Agents not connecting to collector due to open file or process limits on the server

Problem:

Agent(s) fails to connect to the collector(s). There may also be issues with logs not being created on the collector.

If collector logs are available, may find similar log lines listed as:

ProcessImpl::readStatFileValue error opening file: <FILENAME>: Too many open files.

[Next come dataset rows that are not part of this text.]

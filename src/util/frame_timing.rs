//! Frame pacing, smoothed FPS and capped per-frame deltas.

use web_time::{Duration, Instant};

/// Longest frame delta handed to the camera. A stall (debugger, window
/// drag) otherwise turns into one huge jump.
pub const MAX_FRAME_DELTA: Duration = Duration::from_millis(250);

/// Frame timing with delta time, FPS calculation and optional frame
/// limiting
pub struct FrameTiming {
    /// Target FPS (0 = unlimited)
    target_fps: u32,
    /// Minimum frame duration based on target FPS
    min_frame_duration: Duration,
    /// Last frame timestamp
    last_frame: Instant,
    /// Smoothed FPS using exponential moving average
    smoothed_fps: f32,
    /// Smoothing factor (lower = smoother, 0.0-1.0)
    smoothing: f32,
}

impl FrameTiming {
    /// Create a new frame timer with the given FPS target (0 = unlimited).
    #[must_use]
    pub fn new(target_fps: u32) -> Self {
        let min_frame_duration = if target_fps > 0 {
            Duration::from_secs_f64(1.0 / f64::from(target_fps))
        } else {
            Duration::ZERO
        };

        Self {
            target_fps,
            min_frame_duration,
            last_frame: Instant::now(),
            smoothed_fps: 60.0,
            smoothing: 0.05,
        }
    }

    /// Call at the start of each frame. Returns true if enough time has passed
    /// to render.
    #[must_use]
    pub fn should_render(&self) -> bool {
        if self.target_fps == 0 {
            return true;
        }
        self.last_frame.elapsed() >= self.min_frame_duration
    }

    /// Call once per frame. Returns the seconds elapsed since the previous
    /// call, capped at [`MAX_FRAME_DELTA`].
    pub fn tick(&mut self) -> f32 {
        let now = Instant::now();
        let elapsed = now.duration_since(self.last_frame);
        self.last_frame = now;
        self.record(elapsed)
    }

    /// Fold a measured frame duration into the FPS average and return the
    /// capped delta in seconds.
    pub fn record(&mut self, elapsed: Duration) -> f32 {
        let frame_time = elapsed.as_secs_f32();
        if frame_time > 0.0 {
            let instant_fps = 1.0 / frame_time;
            self.smoothed_fps = self.smoothed_fps * (1.0 - self.smoothing)
                + instant_fps * self.smoothing;
        }
        elapsed.min(MAX_FRAME_DELTA).as_secs_f32()
    }

    /// Get the current FPS (smoothed)
    #[must_use]
    pub fn fps(&self) -> f32 {
        self.smoothed_fps
    }
}
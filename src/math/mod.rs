//! Vector, rotation-basis and 4x4 transform primitives.

/// Orthonormal rotation basis with Euler angle extraction.
pub mod basis;
/// View, model and projection transforms.
pub mod transform;
/// Direction helpers and world axes for `glam::Vec3`.
pub mod vector;

pub use basis::RotationBasis;
pub use transform::{
    DepthRange, MatrixLayout, PerspectiveParams, Transform, MATRIX_CONVENTION,
};
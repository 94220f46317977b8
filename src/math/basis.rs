//! Orthonormal rotation basis stored as three axis vectors.
//!
//! The axes follow the camera convention used across the crate: X points
//! right, Y points up and Z points *back*, so an unrotated frame looks down
//! world -Z. The basis is the source of truth for orientation; heading,
//! pitch and roll are always read back from it.

use glam::{Mat3, Vec3};

use super::vector::{self, WORLD_X, WORLD_Y, WORLD_Z};
use crate::error::CameraError;

/// Axis length/orthogonality error accepted by [`RotationBasis::is_orthonormal`]
/// callers that have just orthonormalized.
pub const ORTHONORMAL_TOLERANCE: f32 = 1e-5;

/// Three mutually orthogonal unit axes forming a right-handed frame.
#[derive(Debug, Clone, Copy, PartialEq)]
pub struct RotationBasis {
    /// Right axis.
    pub x: Vec3,
    /// Up axis.
    pub y: Vec3,
    /// Back axis (opposite of the view direction).
    pub z: Vec3,
}

impl Default for RotationBasis {
    fn default() -> Self {
        Self::IDENTITY
    }
}

impl RotationBasis {
    /// The world frame.
    pub const IDENTITY: Self = Self {
        x: WORLD_X,
        y: WORLD_Y,
        z: WORLD_Z,
    };

    /// Build a basis from explicit axes. The axes are taken as given; call
    /// [`orthonormalize`](Self::orthonormalize) if they may have drifted.
    #[must_use]
    pub const fn from_axes(x: Vec3, y: Vec3, z: Vec3) -> Self {
        Self { x, y, z }
    }

    /// Replace all three axes.
    pub fn set_axes(&mut self, x: Vec3, y: Vec3, z: Vec3) {
        self.x = x;
        self.y = y;
        self.z = z;
    }

    /// Rotation by `degrees` about `axis` (right-handed, Rodrigues).
    ///
    /// The result is meant as a transient operator for
    /// [`apply_to`](Self::apply_to), not as a camera orientation.
    pub fn from_axis_angle(
        axis: Vec3,
        degrees: f32,
    ) -> Result<Self, CameraError> {
        let axis = vector::normalize(axis, "rotation axis")?;
        if !degrees.is_finite() {
            return Err(CameraError::InvalidOrientation {
                context: "non-finite rotation angle",
            });
        }
        let m = Mat3::from_axis_angle(axis, degrees.to_radians());
        Ok(Self::from_axes(m.x_axis, m.y_axis, m.z_axis))
    }

    /// Frame for an eye at `eye` looking at `target`, with `up` as the
    /// approximate up direction.
    ///
    /// Fails when `eye == target` or when `up` is parallel to the view
    /// direction, since neither leaves a usable frame.
    pub fn look_at(
        eye: Vec3,
        target: Vec3,
        up: Vec3,
    ) -> Result<Self, CameraError> {
        let z = vector::normalize(eye - target, "look-at direction")?;
        let x = vector::normalize(up.cross(z), "look-at up vector")?;
        let y = z.cross(x);
        Ok(Self { x, y, z })
    }

    /// Express `v` (given in this frame's coordinates) in the parent frame.
    #[inline]
    #[must_use]
    pub fn apply_to(&self, v: Vec3) -> Vec3 {
        self.x * v.x + self.y * v.y + self.z * v.z
    }

    /// Restore unit length and mutual orthogonality.
    ///
    /// Z is only normalized, so the view direction survives unchanged. X is
    /// rebuilt from the existing Y (keeping roll continuous), then Y from Z
    /// and X.
    pub fn orthonormalize(&mut self) -> Result<(), CameraError> {
        if !(self.x.is_finite() && self.y.is_finite() && self.z.is_finite()) {
            return Err(CameraError::InvalidOrientation {
                context: "non-finite axis",
            });
        }
        let z = vector::normalize(self.z, "basis Z axis")
            .map_err(|_| collapsed())?;
        let x = vector::normalize(self.y.cross(z), "basis X axis")
            .map_err(|_| collapsed())?;
        let y = vector::normalize(z.cross(x), "basis Y axis")
            .map_err(|_| collapsed())?;
        *self = Self { x, y, z };
        Ok(())
    }

    /// Whether every axis is unit length and all pairs are orthogonal within
    /// `tolerance`.
    #[must_use]
    pub fn is_orthonormal(&self, tolerance: f32) -> bool {
        vector::is_unit(self.x, tolerance)
            && vector::is_unit(self.y, tolerance)
            && vector::is_unit(self.z, tolerance)
            && self.x.dot(self.y).abs() <= tolerance
            && self.y.dot(self.z).abs() <= tolerance
            && self.x.dot(self.z).abs() <= tolerance
    }

    /// Direction the frame looks along (-Z).
    #[inline]
    #[must_use]
    pub fn forward(&self) -> Vec3 {
        vector::invert(self.z)
    }

    /// Yaw about world Y in degrees: 0 when facing -Z, positive turning left.
    ///
    /// Read from the right axis, which heading-then-roll-then-pitch
    /// composition keeps on the horizontal heading circle. This stays
    /// defined when the view direction is vertical.
    #[must_use]
    pub fn heading(&self) -> f32 {
        (-self.x.z).atan2(self.x.x).to_degrees()
    }

    /// Elevation of the view direction in degrees, positive looking up.
    ///
    /// The horizontal term takes the sign of the up axis's Y component, so a
    /// frame rotated past straight up reads above 90.
    #[must_use]
    pub fn pitch(&self) -> f32 {
        let horizontal = self.z.x.hypot(self.z.z) * self.y.y.signum();
        (-self.z.y).atan2(horizontal).to_degrees()
    }

    /// Tilt of the right axis out of the horizontal plane in degrees.
    #[must_use]
    pub fn roll(&self) -> f32 {
        self.x.y.atan2(self.x.x.hypot(self.x.z)).to_degrees()
    }

    /// The basis as a matrix whose columns are the axes.
    #[must_use]
    pub fn to_mat3(&self) -> Mat3 {
        Mat3::from_cols(self.x, self.y, self.z)
    }
}

fn collapsed() -> CameraError {
    CameraError::InvalidOrientation {
        context: "basis axes collapsed during orthonormalization",
    }
}
pub mod feature_encoder;
pub mod form;
pub mod price_model;

pub use feature_encoder::*;
pub use form::*;
pub use price_model::*;
use anyhow::{Context, Result, anyhow};
use polars::prelude::*;
use std::fs::{self, File};
use std::io::{BufWriter, Write};
use std::path::{Path, PathBuf};
use tracing::{info, warn};
use uuid::Uuid;

use crate::config::OutputConfig;
use crate::models::ListingRecord;
use crate::processor::ListingFlattener;

const BOM: char = '\u{feff}';

/// Writes collected listings to local CSV and JSON files.
///
/// Each file is written to a temporary sibling first and renamed over the
/// target, so a crash never leaves a half-written output behind.
pub struct FileStorage {
    csv_path: PathBuf,
    json_path: PathBuf,
    flattener: ListingFlattener,
}

impl FileStorage {
    pub fn new(csv_path: impl Into<PathBuf>, json_path: impl Into<PathBuf>) -> Self {
        Self {
            csv_path: csv_path.into(),
            json_path: json_path.into(),
            flattener: ListingFlattener::new(),
        }
    }

    pub fn from_config(config: &OutputConfig) -> Self {
        Self::new(&config.csv_path, &config.json_path)
    }

    /// Stores the records in both formats, returning the written paths
    pub fn store_all(&self, records: &[ListingRecord]) -> Result<(PathBuf, PathBuf)> {
        let csv = self.store_csv(records)?;
        let json = self.store_json(records)?;
        Ok((csv, json))
    }

    /// UTF-8 CSV with a byte order mark, one column per label
    pub fn store_csv(&self, records: &[ListingRecord]) -> Result<PathBuf> {
        let mut df = self.flattener.flatten_to_dataframe(records)?;

        write_atomically(&self.csv_path, |writer| {
            CsvWriter::new(writer)
                .include_bom(true)
                .include_header(true)
                .finish(&mut df)
                .map_err(|e| anyhow!("Failed to write CSV: {}", e))
        })?;

        info!("Stored {} listings as CSV: {}", df.height(), self.csv_path.display());
        Ok(self.csv_path.clone())
    }

    /// Pretty-printed JSON array of flat record objects
    pub fn store_json(&self, records: &[ListingRecord]) -> Result<PathBuf> {
        write_atomically(&self.json_path, |writer| {
            serde_json::to_writer_pretty(writer, records).context("Failed to serialize listings")
        })?;

        info!("Stored {} listings as JSON: {}", records.len(), self.json_path.display());
        Ok(self.json_path.clone())
    }

    /// Reads a listings CSV back into a DataFrame
    pub fn load_csv(path: &str) -> Result<DataFrame> {
        let mut df = CsvReadOptions::default()
            .with_has_header(true)
            .with_infer_schema_length(Some(10_000))
            .try_into_reader_with_file_path(Some(path.into()))
            .with_context(|| format!("Failed to open dataset: {}", path))?
            .finish()
            .with_context(|| format!("Failed to parse dataset: {}", path))?;

        strip_bom_from_header(&mut df)?;

        info!("Loaded {} rows and {} columns from {}", df.height(), df.width(), path);
        Ok(df)
    }
}

fn strip_bom_from_header(df: &mut DataFrame) -> Result<()> {
    let first = df
        .get_column_names()
        .first()
        .map(|name| name.to_string());

    if let Some(name) = first {
        if let Some(stripped) = name.strip_prefix(BOM) {
            warn!("Removing byte order mark from column '{}'", stripped);
            df.rename(&name, stripped.into())?;
        }
    }
    Ok(())
}

fn temp_path(path: &Path) -> PathBuf {
    let file_name = path
        .file_name()
        .map(|n| n.to_string_lossy().into_owned())
        .unwrap_or_default();
    path.with_file_name(format!(".{}.{}.tmp", file_name, Uuid::new_v4()))
}

fn write_atomically<F>(path: &Path, write: F) -> Result<()>
where
    F: FnOnce(&mut BufWriter<File>) -> Result<()>,
{
    let tmp = temp_path(path);
    let result = (|| -> Result<()> {
        let file = File::create(&tmp)
            .with_context(|| format!("Failed to create {}", tmp.display()))?;
        let mut writer = BufWriter::new(file);
        write(&mut writer)?;
        writer.flush()?;
        writer
            .into_inner()
            .map_err(|e| anyhow!("Failed to flush {}: {}", tmp.display(), e))?
            .sync_all()?;
        fs::rename(&tmp, path)
            .with_context(|| format!("Failed to move output into place: {}", path.display()))?;
        Ok(())
    })();

    if result.is_err() {
        let _ = fs::remove_file(&tmp);
    }
    result
}

#[cfg(test)]
mod tests {
    use super::*;
    use crate::models::{District, PropertyMap};

    fn scratch_dir() -> PathBuf {
        let dir = std::env::temp_dir().join(format!("unegui-storage-{}", Uuid::new_v4()));
        fs::create_dir_all(&dir).unwrap();
        dir
    }

    fn records() -> Vec<ListingRecord> {
        vec![
            ListingRecord {
                properties: [("Талбай", "80 м2"), ("Гараж", "Байгаа")].into_iter().collect::<PropertyMap>(),
                price_text: "250,000,000₮".to_string(),
                price_numeric: Some(250_000_000.0),
                area_numeric: Some(80.0),
                address_text: Some("Баянгол, 3-р хороо".to_string()),
                district: Some(District::Bayangol),
                url: "https://www.unegui.mn/adv/1/".to_string(),
            },
            ListingRecord {
                properties: [("Талбай", "тодорхойгүй")].into_iter().collect::<PropertyMap>(),
                price_text: String::new(),
                price_numeric: None,
                area_numeric: None,
                address_text: None,
                district: None,
                url: "https://www.unegui.mn/adv/2/".to_string(),
            },
        ]
    }

    #[test]
    fn test_csv_has_bom_and_reads_back() {
        let dir = scratch_dir();
        let storage = FileStorage::new(dir.join("out.csv"), dir.join("out.json"));

        let path = storage.store_csv(&records()).unwrap();
        let bytes = fs::read(&path).unwrap();
        assert_eq!(&bytes[..3], &[0xEF, 0xBB, 0xBF]);

        let df = FileStorage::load_csv(path.to_str().unwrap()).unwrap();
        assert_eq!(df.height(), 2);
        let names: Vec<String> = df.get_column_names().iter().map(|s| s.to_string()).collect();
        assert_eq!(names[0], "Талбай");
        assert!(names.contains(&"url".to_string()));

        fs::remove_dir_all(dir).unwrap();
    }

    #[test]
    fn test_json_keeps_non_ascii() {
        let dir = scratch_dir();
        let storage = FileStorage::new(dir.join("out.csv"), dir.join("out.json"));

        let path = storage.store_json(&records()).unwrap();
        let text = fs::read_to_string(&path).unwrap();
        assert!(text.contains("\"Талбай\": \"80 м2\""));

        let parsed: serde_json::Value = serde_json::from_str(&text).unwrap();
        assert_eq!(parsed.as_array().unwrap().len(), 2);
        assert!(parsed[1]["price_numeric"].is_null());

        fs::remove_dir_all(dir).unwrap();
    }

    #[test]
    fn test_no_temp_files_left_behind() {
        let dir = scratch_dir();
        let storage = FileStorage::new(dir.join("out.csv"), dir.join("out.json"));

        storage.store_all(&records()).unwrap();

        let leftovers: Vec<_> = fs::read_dir(&dir)
            .unwrap()
            .filter_map(|entry| entry.ok())
            .filter(|entry| entry.file_name().to_string_lossy().ends_with(".tmp"))
            .collect();
        assert!(leftovers.is_empty());

        fs::remove_dir_all(dir).unwrap();
    }

    #[test]
    fn test_failed_write_keeps_previous_output() {
        let dir = scratch_dir();
        let target = dir.join("out.json");
        fs::write(&target, "previous").unwrap();

        let result = write_atomically(&target, |_| Err(anyhow!("boom")));

        assert!(result.is_err());
        assert_eq!(fs::read_to_string(&target).unwrap(), "previous");

        fs::remove_dir_all(dir).unwrap();
    }
}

Error number: 24 ASP/wAs: Proto persistence error (<FILENAME>) ALGR: Error opening <FILENAME> Error adding snapshot to batch (agent PID: <REFERENCE>).

Environment:

Agent - All versions

Collector - All versions

SaaS, hybrid, and on-prem environments.

Resolution:

Set the limit for number of open files to 32768 in the SystemD startup script under the [Services] section for your collector(s) using the following arguments:

LimitNOFILE=32768

The file can normally be found in the takipi-server.service file under the /etc/systemd/system/multi-user.target.wants directory.

Cause:

The operating system will calculate its default limit value of the number of open files based on its available resources such as memory and/or cpu. This value may be set too low for the collector and as a result will not allow you to have more than the adequate number of threads available to have all of its agents connect to it. One agent alone can have multiple threads open to complete the tasks it needs to send all of its data to the collector.

To circumvent this, adding the argument will bypass the system’s default value and set it to a number greater than what will be used for all agents to be able to connect to the collector.

Note: If there are still agents not connecting to the collector due to the collector reaching this limit, then set the ulimit to double what was recommended above ( LimitNOFILE=65536 ).